China’s belligerent and assertive foreign policy has failed to serve it. The Philippines is an excellent example of why China’s export ambitions have come to a halt. President Rodrigo Duterte of the Philippines has spent the last five years trying to sway the country away from the United States and toward China. Furthermore, until recently, the government has never purchased a new fighter plane, as its meagre defence budget could only afford hand-me-down jets from the US.
The Philippines is cash-strapped, nonaligned, and eager to assert a pro-China stance, which is the ideal recipe for a Chinese weapons and combat aircraft export market to breakthrough in a key regional country. The world would have seen this as a significant Chinese foreign-policy coup if the government had eventually purchased a few squadrons of Chinese fighters while simultaneously requesting the US Navy to stay away from its previous Philippine facilities for good, as it did in February 2020.
That doesn’t appear to be the case now. “You’re like an ugly oaf forcing your attentions on a handsome guy who wants to be a friend; not to father a Chinese province,” Philippine Secretary of Foreign Affairs Teodoro Locsin Jr. tweeted last month, as tensions between the two countries in the South China Sea reached a simmer.
China’s other neighbours dislike it, which will have obvious consequences on weapon sales. With their escalating maritime dispute with China, Vietnam, Malaysia and Indonesia are all too suspicious of Beijing’s intentions to consider purchasing Chinese weapons.

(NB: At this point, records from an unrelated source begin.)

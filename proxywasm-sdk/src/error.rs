//! SDK error type

use proxywasm_api::{CodecError, ErrorKind, HostError};
use thiserror::Error;

/// Errors returned by the typed host-call layer
#[derive(Debug, Error)]
pub enum Error {
    /// The host rejected the call
    #[error("host call failed: {0}")]
    Host(#[from] HostError),

    /// The host answered, but the bytes did not decode as the expected type
    #[error("failed to decode host data: {0}")]
    Decode(#[from] CodecError),

    /// Plugin configuration is not valid JSON for the requested type
    #[error("invalid configuration: {0}")]
    Configuration(#[from] serde_json::Error),

    /// The active context is not owned by any plugin context
    #[error("no plugin context owns active context {0}")]
    NoActiveContext(u32),
}

impl Error {
    /// Host failure category, if this error came from the host
    pub fn host_kind(&self) -> Option<ErrorKind> {
        match self {
            Self::Host(err) => Some(err.kind()),
            _ => None,
        }
    }

    pub fn is_not_found(&self) -> bool {
        matches!(self, Self::Host(HostError::NotFound))
    }

    pub fn is_empty(&self) -> bool {
        matches!(self, Self::Host(HostError::Empty))
    }

    pub fn is_cas_mismatch(&self) -> bool {
        matches!(self, Self::Host(HostError::CasMismatch))
    }
}

pub type Result<T> = std::result::Result<T, Error>;
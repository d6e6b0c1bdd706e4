//! Tracing setup for tests driving the emulator.
//!
//! Guest log lines are re-emitted on the `proxywasm::guest` target and the
//! emulator's own state changes on `proxywasm_host`, so
//! `RUST_LOG=proxywasm::guest=debug cargo test` shows what a filter logged.

use std::sync::Once;
use tracing_subscriber::{layer::SubscriberExt, util::SubscriberInitExt, EnvFilter};

/// Install a fmt subscriber filtered by `RUST_LOG` (default `warn`).
///
/// Safe to call from every test; only the first call installs anything.
/// Output goes through the test writer, so it is captured per test.
pub fn init_test_subscriber() {
    static INIT: Once = Once::new();
    INIT.call_once(|| {
        let filter = EnvFilter::try_from_default_env().unwrap_or_else(|_| EnvFilter::new("warn"));

        let _ = tracing_subscriber::registry()
            .with(filter)
            .with(tracing_subscriber::fmt::layer().with_test_writer())
            .try_init();
    });
}
//! Context registry and up-call dispatch
//!
//! The host addresses every context by a VM-wide integer id, so the module
//! keeps one registry per instance:
//!
//! ```text
//! vm:              VmContext
//! plugins:         pid -> { context, callouts: cid -> { caller_id, callback } }
//! http_streams:    sid -> HttpContext
//! tcp_streams:     sid -> TcpContext
//! parents:         context id -> pid   (plugins map to themselves)
//! active_context:  id the next host call addresses
//! ```
//!
//! Streams refer to their plugin only through `parents`, and callouts refer
//! to their caller only by id, so teardown never has to chase owning
//! pointers: a lookup that misses means "already gone".
//!
//! The registry borrow is never held while user code runs. Each context sits
//! in its own `RefCell`, which lets user code call host functions (and the
//! host call back into other contexts) during a hook.

use crate::context::{HttpContext, PluginContext, TcpContext, VmContext};
use crate::hostcall;
use crate::logging;
use proxywasm_api::{Action, LogLevel, PeerType};
use std::cell::RefCell;
use std::collections::HashMap;
use std::rc::Rc;

/// Callback invoked with `(num_headers, body_size, num_trailers)` of a callout response
pub type CalloutCallback = Box<dyn FnOnce(usize, usize, usize)>;

type Shared<T> = Rc<RefCell<Box<T>>>;

struct PendingCallout {
    caller_id: u32,
    callback: CalloutCallback,
}

struct PluginEntry {
    context: Shared<dyn PluginContext>,
    callouts: HashMap<u32, PendingCallout>,
}

#[derive(Default)]
struct Dispatcher {
    vm: Option<Shared<dyn VmContext>>,
    plugins: HashMap<u32, PluginEntry>,
    http_streams: HashMap<u32, Shared<dyn HttpContext>>,
    tcp_streams: HashMap<u32, Shared<dyn TcpContext>>,
    parents: HashMap<u32, u32>,
    active_context_id: u32,
}

/// What `on_delete` took out of the registry, dropped after the borrow ends
enum Removed {
    Plugin(PluginEntry),
    Http(Shared<dyn HttpContext>, Vec<PendingCallout>),
    Tcp(Shared<dyn TcpContext>, Vec<PendingCallout>),
    Bare(Vec<PendingCallout>),
}

thread_local! {
    static DISPATCHER: RefCell<Dispatcher> = RefCell::new(Dispatcher::default());
}

fn with<R>(f: impl FnOnce(&mut Dispatcher) -> R) -> R {
    DISPATCHER.with(|d| f(&mut d.borrow_mut()))
}

/// Log at critical level and abort the instance
pub(crate) fn fatal(message: impl AsRef<str>) -> ! {
    let message = message.as_ref();
    let _ = logging::log(LogLevel::Critical, message);
    panic!("{message}");
}

/// Run `f` on a context, treating re-entry into a busy context as fatal
fn enter<T: ?Sized, R>(context: &Shared<T>, id: u32, f: impl FnOnce(&mut T) -> R) -> R {
    match context.try_borrow_mut() {
        Ok(mut guard) => f(&mut **guard),
        Err(_) => fatal(format!("re-entrant call into context {id}")),
    }
}

// ============================================================
// Registry management
// ============================================================

/// Register the VM context for this module instance
pub fn set_vm_context(vm: Box<dyn VmContext>) {
    with(|d| d.vm = Some(Rc::new(RefCell::new(vm))));
}

/// Drop every context and the VM context
///
/// Used at module teardown and by test harnesses between tests.
pub fn reset() {
    let previous = with(std::mem::take);
    drop(previous);
}

/// Id the next typed host call addresses
pub fn active_context_id() -> u32 {
    with(|d| d.active_context_id)
}

pub(crate) fn set_active_context(id: u32) {
    with(|d| d.active_context_id = id);
}

/// Whether the registry currently knows `context_id`
pub fn context_exists(context_id: u32) -> bool {
    with(|d| d.parents.contains_key(&context_id))
}

/// Plugin context that owns `context_id` (itself for a plugin)
pub fn plugin_id_of(context_id: u32) -> Option<u32> {
    with(|d| d.parents.get(&context_id).copied())
}

/// Record a dispatched callout against the active context's plugin
pub(crate) fn register_callout(
    plugin_id: u32,
    callout_id: u32,
    caller_id: u32,
    callback: CalloutCallback,
) {
    let replaced = with(|d| {
        d.plugins.get_mut(&plugin_id).map(|entry| {
            entry
                .callouts
                .insert(callout_id, PendingCallout { caller_id, callback })
                .is_some()
        })
    });
    match replaced {
        None => fatal(format!(
            "callout {callout_id} dispatched from unknown plugin {plugin_id}"
        )),
        Some(true) => fatal(format!("host reused pending callout id {callout_id}")),
        Some(false) => {
            tracing::trace!(plugin_id, callout_id, caller_id, "callout registered");
        }
    }
}

fn plugin(id: u32) -> Shared<dyn PluginContext> {
    with(|d| d.plugins.get(&id).map(|e| e.context.clone()))
        .unwrap_or_else(|| fatal(format!("unknown plugin context {id}")))
}

fn http(id: u32) -> Shared<dyn HttpContext> {
    with(|d| d.http_streams.get(&id).cloned())
        .unwrap_or_else(|| fatal(format!("unknown http context {id}")))
}

fn tcp(id: u32) -> Shared<dyn TcpContext> {
    with(|d| d.tcp_streams.get(&id).cloned())
        .unwrap_or_else(|| fatal(format!("unknown tcp context {id}")))
}

// ============================================================
// Lifecycle up-calls
// ============================================================

pub(crate) fn on_context_create(context_id: u32, parent_id: u32) {
    if context_exists(context_id) {
        fatal(format!("context {context_id} created twice"));
    }
    set_active_context(context_id);

    if parent_id == 0 {
        let vm = with(|d| d.vm.clone())
            .unwrap_or_else(|| fatal("no VM context registered before first context"));
        let context = enter(&vm, context_id, |vm| vm.new_plugin_context(context_id));
        with(|d| {
            d.plugins.insert(
                context_id,
                PluginEntry {
                    context: Rc::new(RefCell::new(context)),
                    callouts: HashMap::new(),
                },
            );
            d.parents.insert(context_id, context_id);
        });
        tracing::debug!(context_id, "plugin context created");
        return;
    }

    let owner = plugin(parent_id);
    let http_context = enter(&owner, parent_id, |p| p.new_http_context(context_id));
    let tcp_context = match http_context {
        Some(_) => None,
        None => enter(&owner, parent_id, |p| p.new_tcp_context(context_id)),
    };
    with(|d| {
        if let Some(context) = http_context {
            d.http_streams.insert(context_id, Rc::new(RefCell::new(context)));
        } else if let Some(context) = tcp_context {
            d.tcp_streams.insert(context_id, Rc::new(RefCell::new(context)));
        }
        d.parents.insert(context_id, parent_id);
    });
    tracing::debug!(context_id, parent_id, "stream context created");
}

pub(crate) fn on_vm_start(context_id: u32, vm_configuration_size: usize) -> bool {
    set_active_context(context_id);
    let vm = with(|d| d.vm.clone()).unwrap_or_else(|| fatal("no VM context registered"));
    enter(&vm, context_id, |vm| vm.on_vm_start(vm_configuration_size))
}

pub(crate) fn on_configure(context_id: u32, plugin_configuration_size: usize) -> bool {
    set_active_context(context_id);
    let context = plugin(context_id);
    enter(&context, context_id, |p| p.on_plugin_start(plugin_configuration_size))
}

pub(crate) fn on_tick(context_id: u32) {
    set_active_context(context_id);
    let context = plugin(context_id);
    enter(&context, context_id, |p| p.on_tick());
}

pub(crate) fn on_queue_ready(context_id: u32, queue_id: u32) {
    set_active_context(context_id);
    let context = plugin(context_id);
    enter(&context, context_id, |p| p.on_queue_ready(queue_id));
}

pub(crate) fn on_log(context_id: u32) {
    set_active_context(context_id);
    if let Some(context) = with(|d| d.http_streams.get(&context_id).cloned()) {
        enter(&context, context_id, |c| c.on_log());
    } else if let Some(context) = with(|d| d.tcp_streams.get(&context_id).cloned()) {
        enter(&context, context_id, |c| c.on_log());
    } else if !context_exists(context_id) {
        fatal(format!("on_log for unknown context {context_id}"));
    }
}

pub(crate) fn on_done(context_id: u32) -> bool {
    set_active_context(context_id);
    if let Some(context) = with(|d| d.plugins.get(&context_id).map(|e| e.context.clone())) {
        return enter(&context, context_id, |p| p.on_plugin_done());
    }
    if let Some(context) = with(|d| d.http_streams.get(&context_id).cloned()) {
        enter(&context, context_id, |c| c.on_http_stream_done());
    } else if let Some(context) = with(|d| d.tcp_streams.get(&context_id).cloned()) {
        enter(&context, context_id, |c| c.on_stream_done());
    } else if !context_exists(context_id) {
        fatal(format!("on_done for unknown context {context_id}"));
    }
    true
}

pub(crate) fn on_delete(context_id: u32) {
    let removed = with(|d| {
        let parent_id = d.parents.remove(&context_id)?;
        if let Some(entry) = d.plugins.remove(&context_id) {
            return Some(Removed::Plugin(entry));
        }
        // callouts this stream dispatched can no longer be delivered
        let orphaned = d
            .plugins
            .get_mut(&parent_id)
            .map(|entry| {
                let ids: Vec<u32> = entry
                    .callouts
                    .iter()
                    .filter(|(_, c)| c.caller_id == context_id)
                    .map(|(id, _)| *id)
                    .collect();
                ids.into_iter()
                    .filter_map(|id| entry.callouts.remove(&id))
                    .collect()
            })
            .unwrap_or_default();
        if let Some(context) = d.http_streams.remove(&context_id) {
            Some(Removed::Http(context, orphaned))
        } else if let Some(context) = d.tcp_streams.remove(&context_id) {
            Some(Removed::Tcp(context, orphaned))
        } else {
            Some(Removed::Bare(orphaned))
        }
    });

    match removed {
        None => fatal(format!("on_delete for unknown context {context_id}")),
        Some(Removed::Plugin(entry)) => {
            if !entry.callouts.is_empty() {
                tracing::debug!(
                    context_id,
                    dropped = entry.callouts.len(),
                    "plugin deleted with pending callouts"
                );
            }
        }
        Some(Removed::Http(_, orphaned))
        | Some(Removed::Tcp(_, orphaned))
        | Some(Removed::Bare(orphaned)) => {
            if !orphaned.is_empty() {
                tracing::debug!(
                    context_id,
                    dropped = orphaned.len(),
                    "stream deleted with pending callouts"
                );
            }
        }
    }
    tracing::debug!(context_id, "context deleted");
}

// ============================================================
// HTTP up-calls
// ============================================================

pub(crate) fn on_http_request_headers(
    context_id: u32,
    num_headers: usize,
    end_of_stream: bool,
) -> Action {
    set_active_context(context_id);
    enter(&http(context_id), context_id, |c| {
        c.on_http_request_headers(num_headers, end_of_stream)
    })
}

pub(crate) fn on_http_request_body(
    context_id: u32,
    body_size: usize,
    end_of_stream: bool,
) -> Action {
    set_active_context(context_id);
    enter(&http(context_id), context_id, |c| {
        c.on_http_request_body(body_size, end_of_stream)
    })
}

pub(crate) fn on_http_request_trailers(context_id: u32, num_trailers: usize) -> Action {
    set_active_context(context_id);
    enter(&http(context_id), context_id, |c| c.on_http_request_trailers(num_trailers))
}

pub(crate) fn on_http_response_headers(
    context_id: u32,
    num_headers: usize,
    end_of_stream: bool,
) -> Action {
    set_active_context(context_id);
    enter(&http(context_id), context_id, |c| {
        c.on_http_response_headers(num_headers, end_of_stream)
    })
}

pub(crate) fn on_http_response_body(
    context_id: u32,
    body_size: usize,
    end_of_stream: bool,
) -> Action {
    set_active_context(context_id);
    enter(&http(context_id), context_id, |c| {
        c.on_http_response_body(body_size, end_of_stream)
    })
}

pub(crate) fn on_http_response_trailers(context_id: u32, num_trailers: usize) -> Action {
    set_active_context(context_id);
    enter(&http(context_id), context_id, |c| c.on_http_response_trailers(num_trailers))
}

/// Route a callout response back to the callback registered for it
///
/// The record is removed before the callback runs, so it fires at most once.
/// During the callback the active (and effective) context is the caller that
/// dispatched the callout.
pub(crate) fn on_http_call_response(
    plugin_id: u32,
    callout_id: u32,
    num_headers: usize,
    body_size: usize,
    num_trailers: usize,
) {
    set_active_context(plugin_id);
    let pending = with(|d| {
        d.plugins
            .get_mut(&plugin_id)
            .map(|entry| entry.callouts.remove(&callout_id))
    });
    let pending = match pending {
        None => fatal(format!("callout response for unknown plugin {plugin_id}")),
        Some(None) => {
            tracing::debug!(plugin_id, callout_id, "no pending callback for callout");
            return;
        }
        Some(Some(pending)) => pending,
    };

    if !context_exists(pending.caller_id) {
        tracing::debug!(callout_id, caller_id = pending.caller_id, "callout caller gone");
        return;
    }
    set_active_context(pending.caller_id);
    if let Err(status) = hostcall::host()
        .set_effective_context(pending.caller_id)
        .into_result()
    {
        tracing::warn!(
            caller_id = pending.caller_id,
            %status,
            "failed to switch effective context"
        );
    }
    (pending.callback)(num_headers, body_size, num_trailers);
}

// ============================================================
// TCP up-calls
// ============================================================

pub(crate) fn on_new_connection(context_id: u32) -> Action {
    set_active_context(context_id);
    enter(&tcp(context_id), context_id, |c| c.on_new_connection())
}

pub(crate) fn on_downstream_data(context_id: u32, data_size: usize, end_of_stream: bool) -> Action {
    set_active_context(context_id);
    enter(&tcp(context_id), context_id, |c| {
        c.on_downstream_data(data_size, end_of_stream)
    })
}

pub(crate) fn on_downstream_close(context_id: u32, peer: PeerType) {
    set_active_context(context_id);
    enter(&tcp(context_id), context_id, |c| c.on_downstream_close(peer));
}

pub(crate) fn on_upstream_data(context_id: u32, data_size: usize, end_of_stream: bool) -> Action {
    set_active_context(context_id);
    enter(&tcp(context_id), context_id, |c| {
        c.on_upstream_data(data_size, end_of_stream)
    })
}

pub(crate) fn on_upstream_close(context_id: u32, peer: PeerType) {
    set_active_context(context_id);
    enter(&tcp(context_id), context_id, |c| c.on_upstream_close(peer));
}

According to a report released earlier this year by the Stockholm International Peace Research Institute (Sipri), India is becoming increasingly self-reliant under its Atmanirbhar Bharat scheme, which is yielding benefits. While Indian imports of weaponry decreased by 33%, Chinese weapon exports fell by 7.3 per cent.
While Foreign policy been China’s Achilles heel, Chinese substandard quality weapons have failed to ignite trust as well. Much of the Chinese armaments, weapons and military equipment sold, according to intelligence sources, has been discovered to be substandard. Recently, intelligence agencies published a study detailing how Beijing has pushed “defective equipment” to friendly countries in Asia, the Middle East and Africa.
Kenya, Nepal, Bangladesh, Myanmar, Algeria, Jordan and even China’s puppet state Pakistan have been recipients of faulty weapons. In Algeria, three separate accidents with Chinese weaponry resulted in two deaths.
However, the biggest beneficiaries of China’s failure have been India and Russia. For a long time, China has been Myanmar’s major arms supplier, as well as the largest weapons provider to separatist and rebel groups fighting against the country. However, Russia has dethroned China and is exclusively providing weapons to the Myanmar military.
Last month, Myanmar’s junta chief praised Russia for supporting the army that overthrew the government earlier this year in a coup. Russia has declared its support for the junta and urged the West against sanctioning it.
Meanwhile BrahMos, the Indo-Russian jointly built supersonic cruise missile is a matter of extensive interest interests among South-East Asian and South American States. According to Financial Express, Brazil has expressed its interests. Other Latin American nations like Chile, Argentina and Venezuela are also interested in BrahMos.
Recently, it was reported that the Philippines could be the first country to get the BrahMos missile. Other Southeast Asian nations like Indonesia, Thailand, Malaysia, Singapore and Vietnam are also said to have expressed keen interest in the Indo-Russian missile project. If India and Russia actually decide to sell BrahMos to Southeast Asia, then it could tip the balance in favour of Southeast Asia amidst the ongoing tensions between the paper dragon and ASEAN in the South China Sea.
Thus, building substandard weapons and selling them to its so-called allies coupled with its belligerent foreign policy has resulted in China’s arms sales plummeting. It does not have any friends to sell Chinese weapons to nor does it have quality weapons to sell. Pakistan has been the only state which has been consistently buying Chinese weapons, not because it wants to, but because it has no other choice.